3.Explain the role of observation in making judgments about systems.
4.How can one formulate criteria for the evaluation of system policies?
5.How is reliability defined?
6.What principles contribute to increased reliability?
7.Describe heuristically how you would expect key variables, such as numbers of processes and network transactions, to vary over time.
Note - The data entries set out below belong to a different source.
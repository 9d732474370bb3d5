//! Row types shared between the store, the importers and the metrics engine.

use crate::error::{DataError, Result};
use chrono::NaiveDate;
use serde::{Deserialize, Serialize};
use std::fmt;

/// Financial statement a line item was reported on.
#[derive(Debug, Clone, Copy, PartialEq, Eq, Hash, PartialOrd, Ord, Serialize, Deserialize)]
#[serde(rename_all = "snake_case")]
pub enum StatementKind {
    /// Income statement
    IncomeStatement,
    /// Balance sheet
    BalanceSheet,
    /// Cash flow statement
    CashFlow,
    /// REIT-specific supplemental metrics (FFO, AFFO, NOI, ...)
    IndustrySpecific,
}

impl StatementKind {
    /// Returns all statement kinds.
    pub const fn all() -> [Self; 4] {
        [
            Self::IncomeStatement,
            Self::BalanceSheet,
            Self::CashFlow,
            Self::IndustrySpecific,
        ]
    }

    /// Convert to database string representation.
    pub const fn to_db_str(&self) -> &'static str {
        match self {
            Self::IncomeStatement => "income_statement",
            Self::BalanceSheet => "balance_sheet",
            Self::CashFlow => "cash_flow",
            Self::IndustrySpecific => "industry_specific",
        }
    }

    /// Parse from database string representation.
    pub fn from_db_str(s: &str) -> Result<Self> {
        match s {
            "income_statement" => Ok(Self::IncomeStatement),
            "balance_sheet" => Ok(Self::BalanceSheet),
            "cash_flow" => Ok(Self::CashFlow),
            "industry_specific" => Ok(Self::IndustrySpecific),
            _ => Err(DataError::Parse(format!("Invalid statement kind: {}", s))),
        }
    }

    /// Parse a loosely formatted label such as `"Income Statement"` or `"cash-flow"`.
    pub fn parse_label(label: &str) -> Result<Self> {
        let normalized: String = label
            .trim()
            .to_lowercase()
            .chars()
            .filter(|c| c.is_ascii_alphanumeric())
            .collect();

        match normalized.as_str() {
            "incomestatement" | "income" | "is" => Ok(Self::IncomeStatement),
            "balancesheet" | "balance" | "bs" => Ok(Self::BalanceSheet),
            "cashflow" | "cashflowstatement" | "cf" => Ok(Self::CashFlow),
            "industryspecific" | "industrymetrics" | "industry" => Ok(Self::IndustrySpecific),
            _ => Err(DataError::Parse(format!("Unknown statement: {}", label))),
        }
    }

    /// Returns the human readable name.
    pub const fn name(&self) -> &'static str {
        match self {
            Self::IncomeStatement => "Income Statement",
            Self::BalanceSheet => "Balance Sheet",
            Self::CashFlow => "Cash Flow",
            Self::IndustrySpecific => "Industry Specific",
        }
    }
}

impl fmt::Display for StatementKind {
    fn fmt(&self, f: &mut fmt::Formatter<'_>) -> fmt::Result {
        write!(f, "{}", self.name())
    }
}

/// One reported financial fact in long format.
///
/// Identified by `(ticker, statement, line_item, fiscal_year, fiscal_quarter)`.
/// `fiscal_quarter` is `None` for annual-only rows, and `value` is `None` when
/// the source left the cell blank.
#[derive(Debug, Clone, PartialEq, Serialize, Deserialize)]
pub struct LineItemObservation {
    /// Ticker symbol
    pub ticker: String,
    /// Statement the line item belongs to
    pub statement: StatementKind,
    /// Canonical line item name, whitespace-trimmed
    pub line_item: String,
    /// Fiscal year
    pub fiscal_year: i32,
    /// Fiscal quarter (1-4), `None` for annual rows
    pub fiscal_quarter: Option<i32>,
    /// Reported value
    pub value: Option<f64>,
}

impl LineItemObservation {
    /// Create a new observation. The ticker is upper-cased and the line item trimmed.
    pub fn new(
        ticker: impl Into<String>,
        statement: StatementKind,
        line_item: impl AsRef<str>,
        fiscal_year: i32,
        fiscal_quarter: Option<i32>,
        value: Option<f64>,
    ) -> Self {
        Self {
            ticker: ticker.into().trim().to_uppercase(),
            statement,
            line_item: line_item.as_ref().trim().to_string(),
            fiscal_year,
            fiscal_quarter,
            value,
        }
    }

    /// Shorthand for a quarterly row.
    pub fn quarterly(
        ticker: impl Into<String>,
        statement: StatementKind,
        line_item: impl AsRef<str>,
        fiscal_year: i32,
        fiscal_quarter: i32,
        value: Option<f64>,
    ) -> Self {
        Self::new(
            ticker,
            statement,
            line_item,
            fiscal_year,
            Some(fiscal_quarter),
            value,
        )
    }
}

/// Daily closing price.
#[derive(Debug, Clone, PartialEq, Serialize, Deserialize)]
pub struct PriceObservation {
    /// Ticker symbol
    pub ticker: String,
    /// Trading date
    pub date: NaiveDate,
    /// Closing price
    pub close_price: f64,
}

impl PriceObservation {
    /// Create a new price observation.
    pub fn new(ticker: impl Into<String>, date: NaiveDate, close_price: f64) -> Self {
        Self {
            ticker: ticker.into().trim().to_uppercase(),
            date,
            close_price,
        }
    }
}

/// Descriptive business fields for a REIT or crowdfunding vehicle.
#[derive(Debug, Clone, Default, PartialEq, Eq, Serialize, Deserialize)]
pub struct ReitProfile {
    /// Ticker symbol
    pub ticker: String,
    /// Company name
    pub company_name: Option<String>,
    /// Business description
    pub business_description: Option<String>,
    /// Company website
    pub website: Option<String>,
    /// Property type label, possibly a comma separated list
    pub property_type: Option<String>,
    /// Country or region of listing
    pub country_region: Option<String>,
}

impl ReitProfile {
    /// Create a profile with only a ticker set.
    pub fn new(ticker: impl Into<String>) -> Self {
        Self {
            ticker: ticker.into().trim().to_uppercase(),
            ..Self::default()
        }
    }

    /// Set the company name.
    pub fn with_name(mut self, name: impl Into<String>) -> Self {
        self.company_name = Some(name.into());
        self
    }

    /// Set the property type label.
    pub fn with_property_type(mut self, property_type: impl Into<String>) -> Self {
        self.property_type = Some(property_type.into());
        self
    }

    /// Set the country or region.
    pub fn with_country(mut self, country: impl Into<String>) -> Self {
        self.country_region = Some(country.into());
        self
    }
}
Comment on what this means for the detection of anomalies in these variables.
8.What is a stochastic system? Explain why human–computer systems are stochastic.
9.What is meant by convergence in the context of system administration?
10.What is meant by regulation?
11.Explain how errors of measurement can occur in a computer.
12.Explain how errors of measurement should be dealt with.
Problems
1.Consider the following data which represent a measurement of CPU usage for a process over time:
2.1
2.0
2.1
2.2
2.2
1.9
2.2
2.2
2.1
2.2
2.2
Now answer the following:
(a)To the eye, what appears to be the correct value for the measurement?
(b)Is there a correct value for the measurement?
538 |
CHAPTER 13. ANALYTICAL SYSTEM ADMINISTRATION |
(c)What is the mean value?
(d)What is the standard deviation?
(e)If you were to quote these data as one value, how would you quote the result of the measurement?
2.What is meant by random errors? Explain why computers are not immune to random errors.
3.Explain what is meant by Mean Time Before Failure. How is this quantity measured? Can sufficient measurements be made to make its value credible?
4.If a piece of software has a MTBF of two hours and an average downtime of 15 seconds, does it matter that it is unstable?
5.Explain why one would expect measurements of local SMTP traffic to show a strong daily rhythm, while measurements of incoming traffic would not necessarily have such a pronounced daily rhythm.
6.Discuss whether one would expect to see a daily rhythm in WWW traffic. If such a rhythm were found, what would it tell us about the source of the traffic?
7.Describe a procedure for determining causality in a computer network. Explain any assumptions and limitations which are relevant to this.
8.Explain why problems with quite different causes often lead to the same symptoms.